Nadella, who succeeded Steve Ballmer as chief executive in February, added that Microsoft also plans to focus on “dual use” devices — smartphones, laptops and tablets that consumers keep for both work and personal uses.
“This entire notion that somehow I’ll buy my device for consumption, and personal use, and then I’ll give up that device for work and take another device, just doesn’t work. We know that. And simply saying “[bring your own device”] is not good enough,” he said. Products should be built for both purposes, he added.
Nadella noted that the Internet of Things — a term for a connected network of devices, objects and sensors — creates a several trillion dollar opportunity. He predicted that billions of people will soon have connected devices, and hundreds of billions of sensors will be collecting and transmitting data to the network.

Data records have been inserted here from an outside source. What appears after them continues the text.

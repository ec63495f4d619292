//! Live terminal dashboard for an engine snapshot file.
//!
//! Polls the snapshot path on a fixed interval and re-renders execution
//! metrics, portfolio P&L, and the open position book. There is no live
//! wire connection to a running process — a demo binary (or any other
//! producer) refreshes the file on disk, and this just re-reads it.
//!
//! ## Usage
//!
//! ```bash
//! metrics-tui --path snapshot.json
//! ```
//!
//! ## Keyboard Controls
//!
//! - `q` or `Ctrl-C` - Quit
//! - `p` - Pause/Resume polling

use std::io;
use std::path::PathBuf;
use std::time::{Duration, Instant};

use anyhow::Result;
use clap::Parser;
use crossterm::{
    event::{self, DisableMouseCapture, EnableMouseCapture, Event, KeyCode},
    execute,
    terminal::{disable_raw_mode, enable_raw_mode, EnterAlternateScreen, LeaveAlternateScreen},
};
use ratatui::{
    backend::CrosstermBackend,
    layout::{Alignment, Constraint, Direction, Layout, Rect},
    style::{Color, Modifier, Style},
    text::{Line, Span},
    widgets::{Block, Borders, List, ListItem, Paragraph, Wrap},
    Frame, Terminal,
};

use exec_core::diagnostics::EngineSnapshot;

#[derive(Parser, Debug)]
#[command(author, version, about)]
struct Args {
    /// Path to the JSON snapshot file to poll.
    #[arg(long)]
    path: PathBuf,

    /// Poll interval in milliseconds.
    #[arg(long, default_value = "500")]
    interval_ms: u64,
}

fn main() -> Result<()> {
    let args = Args::parse();

    enable_raw_mode()?;
    let mut stdout = io::stdout();
    execute!(stdout, EnterAlternateScreen, EnableMouseCapture)?;
    let backend = CrosstermBackend::new(stdout);
    let mut terminal = Terminal::new(backend)?;

    let result = run_app(&mut terminal, &args);

    disable_raw_mode()?;
    execute!(terminal.backend_mut(), LeaveAlternateScreen, DisableMouseCapture)?;
    terminal.show_cursor()?;

    if let Err(err) = &result {
        eprintln!("metrics-tui error: {err:?}");
    }
    Ok(())
}

struct App {
    snapshot: Option<EngineSnapshot>,
    last_error: Option<String>,
    paused: bool,
    refresh_count: u64,
}

impl App {
    fn new() -> Self {
        Self { snapshot: None, last_error: None, paused: false, refresh_count: 0 }
    }

    fn refresh(&mut self, path: &PathBuf) {
        if self.paused {
            return;
        }
        match EngineSnapshot::read_from(path) {
            Ok(snapshot) => {
                self.snapshot = Some(snapshot);
                self.last_error = None;
                self.refresh_count += 1;
            }
            Err(err) => self.last_error = Some(err.to_string()),
        }
    }
}

fn run_app<B: ratatui::backend::Backend>(terminal: &mut Terminal<B>, args: &Args) -> Result<()> {
    let mut app = App::new();
    let tick_rate = Duration::from_millis(args.interval_ms.max(50));
    let mut last_tick = Instant::now() - tick_rate;

    loop {
        terminal.draw(|f| ui(f, &app))?;

        let timeout = tick_rate.checked_sub(last_tick.elapsed()).unwrap_or(Duration::ZERO);
        if crossterm::event::poll(timeout)? {
            if let Event::Key(key) = event::read()? {
                match key.code {
                    KeyCode::Char('q') | KeyCode::Esc => return Ok(()),
                    KeyCode::Char('p') => app.paused = !app.paused,
                    _ => {}
                }
            }
        }

        if last_tick.elapsed() >= tick_rate {
            app.refresh(&args.path);
            last_tick = Instant::now();
        }
    }
}

fn ui(f: &mut Frame, app: &App) {
    let chunks = Layout::default()
        .direction(Direction::Vertical)
        .constraints([Constraint::Length(3), Constraint::Min(10), Constraint::Length(3)])
        .split(f.area());

    render_header(f, chunks[0], app);
    render_body(f, chunks[1], app);
    render_footer(f, chunks[2]);
}

fn render_header(f: &mut Frame, area: Rect, app: &App) {
    let status = if app.paused { "PAUSED" } else { "LIVE" };
    let status_color = if app.paused { Color::Yellow } else { Color::Green };

    let title = Line::from(vec![
        Span::styled("ENGINE METRICS", Style::default().fg(Color::Cyan).add_modifier(Modifier::BOLD)),
        Span::raw(" | "),
        Span::styled(status, Style::default().fg(status_color).add_modifier(Modifier::BOLD)),
        Span::raw(format!(" | refreshes: {}", app.refresh_count)),
    ]);

    let info = match (&app.snapshot, &app.last_error) {
        (_, Some(err)) => Line::from(Span::styled(format!("read error: {err}"), Style::default().fg(Color::Red))),
        (Some(s), None) => Line::from(format!("snapshot taken_at={}", s.taken_at)),
        (None, None) => Line::from("waiting for first snapshot..."),
    };

    let block = Block::default().borders(Borders::ALL).style(Style::default().fg(Color::White));
    let paragraph = Paragraph::new(vec![title, info]).block(block).alignment(Alignment::Center);
    f.render_widget(paragraph, area);
}

fn render_body(f: &mut Frame, area: Rect, app: &App) {
    let chunks = Layout::default()
        .direction(Direction::Horizontal)
        .constraints([Constraint::Percentage(55), Constraint::Percentage(45)])
        .split(area);

    render_execution_panel(f, chunks[0], app);
    render_portfolio_panel(f, chunks[1], app);
}

fn render_execution_panel(f: &mut Frame, area: Rect, app: &App) {
    let Some(snapshot) = &app.snapshot else {
        f.render_widget(placeholder("Execution Metrics"), area);
        return;
    };
    let e = &snapshot.execution;

    let text = vec![
        Line::from(Span::styled("THROUGHPUT", Style::default().fg(Color::Cyan).add_modifier(Modifier::BOLD))),
        Line::from(format!("submitted:  {}", e.submitted)),
        Line::from(format!("processed:  {}", e.processed)),
        Line::from(format!("rejected:   {}", e.rejected)),
        Line::from(""),
        Line::from(Span::styled("FAILURES", Style::default().fg(Color::Cyan).add_modifier(Modifier::BOLD))),
        Line::from(format!("validation: {}", e.validation_failures)),
        Line::from(format!("engine:     {}", e.engine_failures)),
        Line::from(""),
        Line::from(Span::styled("LATENCY", Style::default().fg(Color::Cyan).add_modifier(Modifier::BOLD))),
        Line::from(format!("avg:        {} ns", e.avg_processing_ns)),
        Line::from(format!("p99:        {} ns", e.p99_processing_ns)),
        Line::from(format!("active:     {}", e.active_count)),
    ];

    let paragraph = Paragraph::new(text)
        .block(Block::default().title("Execution").borders(Borders::ALL))
        .wrap(Wrap { trim: true });
    f.render_widget(paragraph, area);
}

fn render_portfolio_panel(f: &mut Frame, area: Rect, app: &App) {
    let Some(snapshot) = &app.snapshot else {
        f.render_widget(placeholder("Portfolio"), area);
        return;
    };
    let p = &snapshot.portfolio;
    let m = &p.metrics;

    let pnl_color = if m.net_pnl.is_negative() { Color::Red } else { Color::Green };

    let mut items = vec![
        ListItem::new(Line::from(vec![
            Span::styled(format!("{} ", p.id), Style::default().fg(Color::White).add_modifier(Modifier::BOLD)),
            Span::raw(format!("cash={} total_value={}", p.cash_balance, m.total_value)),
        ])),
        ListItem::new(Line::from(vec![
            Span::raw("net P&L: "),
            Span::styled(format!("{}", m.net_pnl), Style::default().fg(pnl_color)),
            Span::raw(format!("  (realized {} / unrealized {})", m.realized_pnl, m.unrealized_pnl)),
        ])),
        ListItem::new(Line::from(format!(
            "positions: {} open ({} long / {} short)",
            m.total_positions, m.long_positions, m.short_positions
        ))),
        ListItem::new(Line::from("")),
        ListItem::new(Line::from(Span::styled(
            "OPEN POSITIONS",
            Style::default().fg(Color::Cyan).add_modifier(Modifier::BOLD),
        ))),
    ];

    for position in p.positions().filter(|pos| pos.is_open()) {
        let color = if position.unrealized_pnl.is_negative() { Color::Red } else { Color::Green };
        items.push(ListItem::new(Line::from(vec![
            Span::raw(format!("{:<8}", position.asset.symbol)),
            Span::raw(format!("{:?} qty={} avg={} ", position.side, position.quantity, position.avg_entry_price)),
            Span::styled(format!("upnl={}", position.unrealized_pnl), Style::default().fg(color)),
        ])));
    }

    let list = List::new(items).block(Block::default().title("Portfolio").borders(Borders::ALL));
    f.render_widget(list, area);
}

fn placeholder(title: &str) -> Paragraph<'static> {
    Paragraph::new("waiting for snapshot...")
        .block(Block::default().title(title.to_string()).borders(Borders::ALL))
}

fn render_footer(f: &mut Frame, area: Rect) {
    let controls = Line::from(vec![
        Span::styled("Controls: ", Style::default().fg(Color::Cyan)),
        Span::raw("[Q]uit  [P]ause"),
    ]);
    let paragraph = Paragraph::new(controls).block(Block::default().borders(Borders::ALL)).alignment(Alignment::Center);
    f.render_widget(paragraph, area);
}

“The amount of application development that spans all of that computing is going to explode. [Applications] are going to both generate tons of data, they’re also going to consume and reason over that large data . . .All of this results in an explosion in spend and a shift in spend,” he said, noting that “as a percent of [Gross Domestic Product], IT spend is on a secular increase.”
During a demonstration, Nadella and Steve Clayton, editor of Microsoft’s innovation blog, demonstrated an “Internet of Things” application that could collect data from physical sensors deployed in an elevator system.
Users could track average time doors took to open, and when equipment needed maintenance, for instance.
The two also demonstrated a language translation feature in Skype, the Internet-based communication company Microsoft bought in 2011; the application automatically translated Clayton’s words, spoke in English, into German as he video-chatted with a friend.
“In all this abundance of computing power, what is scarce? It’s human attention,” Nadella said. “It’s time for us to reinvent productivity so that every individual on the planet can get more out of every moment of their life.”